#### [PROBLEM DETAILS]
Every line of the records below that holds the word "PolicySeverity" should be copied out.

#### [SOURCE MATERIAL]
▶

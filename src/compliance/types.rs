//! Compliance data model
//!
//! Policies, retention artifacts, the unmasking workflow, metrics and the
//! report shapes produced for administrative surfaces. Everything here is
//! plain data; behavior lives in the stores and the center.

use chrono::{DateTime, Utc};
use serde::{Deserialize, Serialize};
use std::collections::HashMap;
use std::fmt;

use crate::masking::IncidentSeverity;

// ============================================================================
// Organizational policies
// ============================================================================

#[derive(Debug, Clone, Copy, Serialize, Deserialize, PartialEq, Eq)]
#[serde(rename_all = "snake_case")]
pub enum PolicyType {
    Masking,
    Retention,
    Dlp,
}

impl fmt::Display for PolicyType {
    fn fmt(&self, f: &mut fmt::Formatter<'_>) -> fmt::Result {
        match self {
            PolicyType::Masking => write!(f, "masking"),
            PolicyType::Retention => write!(f, "retention"),
            PolicyType::Dlp => write!(f, "dlp"),
        }
    }
}

#[derive(Debug, Clone, Copy, Serialize, Deserialize, PartialEq, Eq)]
#[serde(rename_all = "snake_case")]
pub enum PolicySeverity {
    Low,
    Medium,
    High,
    Critical,
}

impl Default for PolicySeverity {
    fn default() -> Self {
        PolicySeverity::Medium
    }
}

/// Knobs carried by a policy; which ones apply depends on the policy type
#[derive(Debug, Clone, Default, Serialize, Deserialize, PartialEq)]
#[serde(rename_all = "camelCase")]
pub struct RuleConfiguration {
    #[serde(default)]
    pub masking_level: Option<String>,
    #[serde(default)]
    pub retention_days: Option<u32>,
    #[serde(default)]
    pub auto_enforce: Option<bool>,
    #[serde(default)]
    pub alert_threshold: Option<f64>,
}

/// Input shape for policy creation
#[derive(Debug, Clone, Serialize, Deserialize)]
#[serde(rename_all = "camelCase")]
pub struct PolicyRule {
    pub name: String,
    #[serde(rename = "type")]
    pub policy_type: PolicyType,
    #[serde(default)]
    pub departments: Vec<String>,
    #[serde(default)]
    pub user_roles: Vec<String>,
    #[serde(default)]
    pub configuration: RuleConfiguration,
}

/// A stored policy. Policies are deactivated, never deleted.
#[derive(Debug, Clone, Serialize, Deserialize)]
#[serde(rename_all = "camelCase")]
pub struct OrganizationalPolicy {
    pub id: String,
    pub policy_name: String,
    pub policy_type: PolicyType,
    pub rule_configuration: RuleConfiguration,
    #[serde(default)]
    pub departments: Vec<String>,
    #[serde(default)]
    pub user_roles: Vec<String>,
    #[serde(default)]
    pub severity: PolicySeverity,
    #[serde(default = "default_true")]
    pub is_active: bool,
    #[serde(default = "default_true")]
    pub auto_enforce: bool,
    #[serde(default)]
    pub requires_approval: bool,
    pub created_by: String,
    pub created_at: DateTime<Utc>,
    pub updated_at: DateTime<Utc>,
}

fn default_true() -> bool {
    true
}

fn default_notify_days() -> u32 {
    30
}

// ============================================================================
// Retention
// ============================================================================

/// How long messages of a given classification may be kept
#[derive(Debug, Clone, Serialize, Deserialize)]
#[serde(rename_all = "camelCase")]
pub struct RetentionPolicy {
    pub id: String,
    pub policy_name: String,
    pub retention_period_days: u32,
    /// When set, the policy only applies to messages with this classification
    #[serde(default)]
    pub message_classification: Option<String>,
    #[serde(default = "default_notify_days")]
    pub notify_before_expiry_days: u32,
    #[serde(default = "default_true")]
    pub is_active: bool,
    pub created_at: DateTime<Utc>,
}

#[derive(Debug, Clone, Copy, Serialize, Deserialize, PartialEq, Eq)]
#[serde(rename_all = "snake_case")]
pub enum NotificationStatus {
    Pending,
    Sent,
    Executed,
}

/// Scheduled deletion notice for one message under one policy.
/// At most one exists per (policy, message) pair; the store enforces it.
#[derive(Debug, Clone, Serialize, Deserialize)]
#[serde(rename_all = "camelCase")]
pub struct RetentionNotification {
    pub id: String,
    pub policy_id: String,
    pub message_id: String,
    pub notification_type: String,
    pub scheduled_deletion: DateTime<Utc>,
    pub notified_users: Vec<String>,
    pub status: NotificationStatus,
    pub created_at: DateTime<Utc>,
}

// ============================================================================
// Unmasking workflow
// ============================================================================

#[derive(Debug, Clone, Copy, Serialize, Deserialize, PartialEq, Eq)]
#[serde(rename_all = "snake_case")]
pub enum UrgencyLevel {
    Emergency,
    Urgent,
    Standard,
    Routine,
}

impl fmt::Display for UrgencyLevel {
    fn fmt(&self, f: &mut fmt::Formatter<'_>) -> fmt::Result {
        match self {
            UrgencyLevel::Emergency => write!(f, "emergency"),
            UrgencyLevel::Urgent => write!(f, "urgent"),
            UrgencyLevel::Standard => write!(f, "standard"),
            UrgencyLevel::Routine => write!(f, "routine"),
        }
    }
}

#[derive(Debug, Clone, Copy, Serialize, Deserialize, PartialEq, Eq)]
#[serde(rename_all = "snake_case")]
pub enum RequestStatus {
    Pending,
    Approved,
    Rejected,
    Expired,
}

/// One append-only audit trail entry
#[derive(Debug, Clone, Serialize, Deserialize, PartialEq)]
#[serde(rename_all = "camelCase")]
pub struct AuditEntry {
    pub action: String,
    pub timestamp: DateTime<Utc>,
    pub user_id: String,
    #[serde(default)]
    pub details: Option<String>,
}

/// A request to reveal original content, gated by human approval.
///
/// Pending requests move to Approved, Rejected or Expired; those states are
/// terminal. Every transition appends to `audit_trail` and never rewrites
/// prior entries.
#[derive(Debug, Clone, Serialize, Deserialize)]
#[serde(rename_all = "camelCase")]
pub struct UnmaskingRequest {
    pub id: String,
    pub requester_id: String,
    pub target_message_id: String,
    pub request_type: String,
    pub legal_justification: String,
    pub urgency: UrgencyLevel,
    pub status: RequestStatus,
    #[serde(default)]
    pub approved_by: Option<String>,
    pub audit_trail: Vec<AuditEntry>,
    pub created_at: DateTime<Utc>,
    pub expires_at: DateTime<Utc>,
}

// ============================================================================
// Metrics and reports
// ============================================================================

#[derive(Debug, Clone, Copy, Serialize, Deserialize, PartialEq, Eq)]
#[serde(rename_all = "snake_case")]
pub enum Timeframe {
    Daily,
    Weekly,
    Monthly,
    Quarterly,
}

/// Append-only metric sample; readers aggregate on demand
#[derive(Debug, Clone, Serialize, Deserialize)]
#[serde(rename_all = "camelCase")]
pub struct ComplianceMetric {
    pub id: String,
    pub metric_type: String,
    pub metric_name: String,
    pub value: f64,
    pub unit: String,
    #[serde(default)]
    pub department: Option<String>,
    pub timeframe: Timeframe,
    #[serde(default)]
    pub metadata: HashMap<String, String>,
    pub recorded_at: DateTime<Utc>,
}

#[derive(Debug, Clone, Copy, Serialize, Deserialize, PartialEq, Eq)]
#[serde(rename_all = "snake_case")]
pub enum Trend {
    Increasing,
    Decreasing,
    Stable,
}

/// One severity/type group of DLP incidents in a report window
#[derive(Debug, Clone, Serialize, Deserialize, PartialEq)]
#[serde(rename_all = "camelCase")]
pub struct ViolationSummary {
    pub severity: IncidentSeverity,
    pub violation_type: String,
    pub count: usize,
    /// Compared against the preceding window of equal length
    pub trend: Trend,
}

#[derive(Debug, Clone, Serialize, Deserialize)]
#[serde(rename_all = "camelCase")]
pub struct ComplianceReport {
    pub period_start: DateTime<Utc>,
    pub period_end: DateTime<Utc>,
    #[serde(default)]
    pub department: Option<String>,
    pub total_messages: usize,
    pub masked_detections: usize,
    pub dlp_violations: usize,
    pub retention_items_due: usize,
    pub unmasking_requests: usize,
    pub violations: Vec<ViolationSummary>,
    pub recommendations: Vec<String>,
    pub generated_at: DateTime<Utc>,
}

/// Grouped view of DLP incidents for a window
#[derive(Debug, Clone, Serialize, Deserialize)]
#[serde(rename_all = "camelCase")]
pub struct DlpIncidentSummary {
    pub total: usize,
    pub by_severity: HashMap<String, usize>,
    pub by_type: HashMap<String, usize>,
    /// Up to five types, most frequent first
    pub top_violation_types: Vec<(String, usize)>,
    pub resolution_rate: f64,
}

/// The host's message table as seen by this crate: enough to count, match
/// retention policies and notify owners
#[derive(Debug, Clone, Serialize, Deserialize)]
#[serde(rename_all = "camelCase")]
pub struct MessageRecord {
    pub id: String,
    pub user_id: String,
    #[serde(default)]
    pub classification: Option<String>,
    pub created_at: DateTime<Utc>,
}

#[cfg(test)]
mod tests {
    use super::*;

    #[test]
    fn test_policy_rule_wire_shape() {
        let json = r#"{
            "name": "Strict retention",
            "type": "retention",
            "departments": ["legal"],
            "configuration": { "retentionDays": 90 }
        }"#;
        let rule: PolicyRule = serde_json::from_str(json).unwrap();
        assert_eq!(rule.policy_type, PolicyType::Retention);
        assert_eq!(rule.departments, vec!["legal"]);
        assert!(rule.user_roles.is_empty());
        assert_eq!(rule.configuration.retention_days, Some(90));
        assert_eq!(rule.configuration.auto_enforce, None);
    }

    #[test]
    fn test_policy_severity_defaults_to_medium() {
        assert_eq!(PolicySeverity::default(), PolicySeverity::Medium);
    }

    #[test]
    fn test_policy_serializes_camel_case() {
        let now = Utc::now();
        let policy = OrganizationalPolicy {
            id: "pol-1".to_string(),
            policy_name: "DLP baseline".to_string(),
            policy_type: PolicyType::Dlp,
            rule_configuration: RuleConfiguration::default(),
            departments: vec![],
            user_roles: vec![],
            severity: PolicySeverity::Medium,
            is_active: true,
            auto_enforce: true,
            requires_approval: false,
            created_by: "admin".to_string(),
            created_at: now,
            updated_at: now,
        };
        let json = serde_json::to_string(&policy).unwrap();
        assert!(json.contains("\"policyName\""));
        assert!(json.contains("\"policyType\":\"dlp\""));
        assert!(json.contains("\"requiresApproval\":false"));
    }

    #[test]
    fn test_retention_policy_defaults() {
        let json = r#"{
            "id": "ret-1",
            "policyName": "Default retention",
            "retentionPeriodDays": 365,
            "createdAt": "2026-01-01T00:00:00Z"
        }"#;
        let policy: RetentionPolicy = serde_json::from_str(json).unwrap();
        assert_eq!(policy.notify_before_expiry_days, 30);
        assert!(policy.is_active);
        assert_eq!(policy.message_classification, None);
    }

    #[test]
    fn test_audit_trail_order_survives_serde() {
        let now = Utc::now();
        let request = UnmaskingRequest {
            id: "req-1".to_string(),
            requester_id: "u-1".to_string(),
            target_message_id: "m-1".to_string(),
            request_type: "legal_hold".to_string(),
            legal_justification: "subpoena".to_string(),
            urgency: UrgencyLevel::Urgent,
            status: RequestStatus::Approved,
            approved_by: Some("u-2".to_string()),
            audit_trail: vec![
                AuditEntry {
                    action: "request_created".to_string(),
                    timestamp: now,
                    user_id: "u-1".to_string(),
                    details: None,
                },
                AuditEntry {
                    action: "request_approved".to_string(),
                    timestamp: now,
                    user_id: "u-2".to_string(),
                    details: Some("verified".to_string()),
                },
            ],
            created_at: now,
            expires_at: now,
        };
        let json = serde_json::to_string(&request).unwrap();
        let back: UnmaskingRequest = serde_json::from_str(&json).unwrap();
        assert_eq!(back.audit_trail.len(), 2);
        assert_eq!(back.audit_trail[0].action, "request_created");
        assert_eq!(back.audit_trail[1].action, "request_approved");
    }

    #[test]
    fn test_metric_metadata_defaults_empty() {
        let json = r#"{
            "id": "met-1",
            "metricType": "count",
            "metricName": "policy_created",
            "value": 1.0,
            "unit": "count",
            "timeframe": "daily",
            "recordedAt": "2026-01-01T00:00:00Z"
        }"#;
        let metric: ComplianceMetric = serde_json::from_str(json).unwrap();
        assert!(metric.metadata.is_empty());
        assert_eq!(metric.timeframe, Timeframe::Daily);
        assert_eq!(metric.department, None);
    }
}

◀

#### [EXPECTED ANSWER]
pub enum PolicySeverity {
impl Default for PolicySeverity {
        PolicySeverity::Medium
    pub severity: PolicySeverity,
        assert_eq!(PolicySeverity::default(), PolicySeverity::Medium);
            severity: PolicySeverity::Medium,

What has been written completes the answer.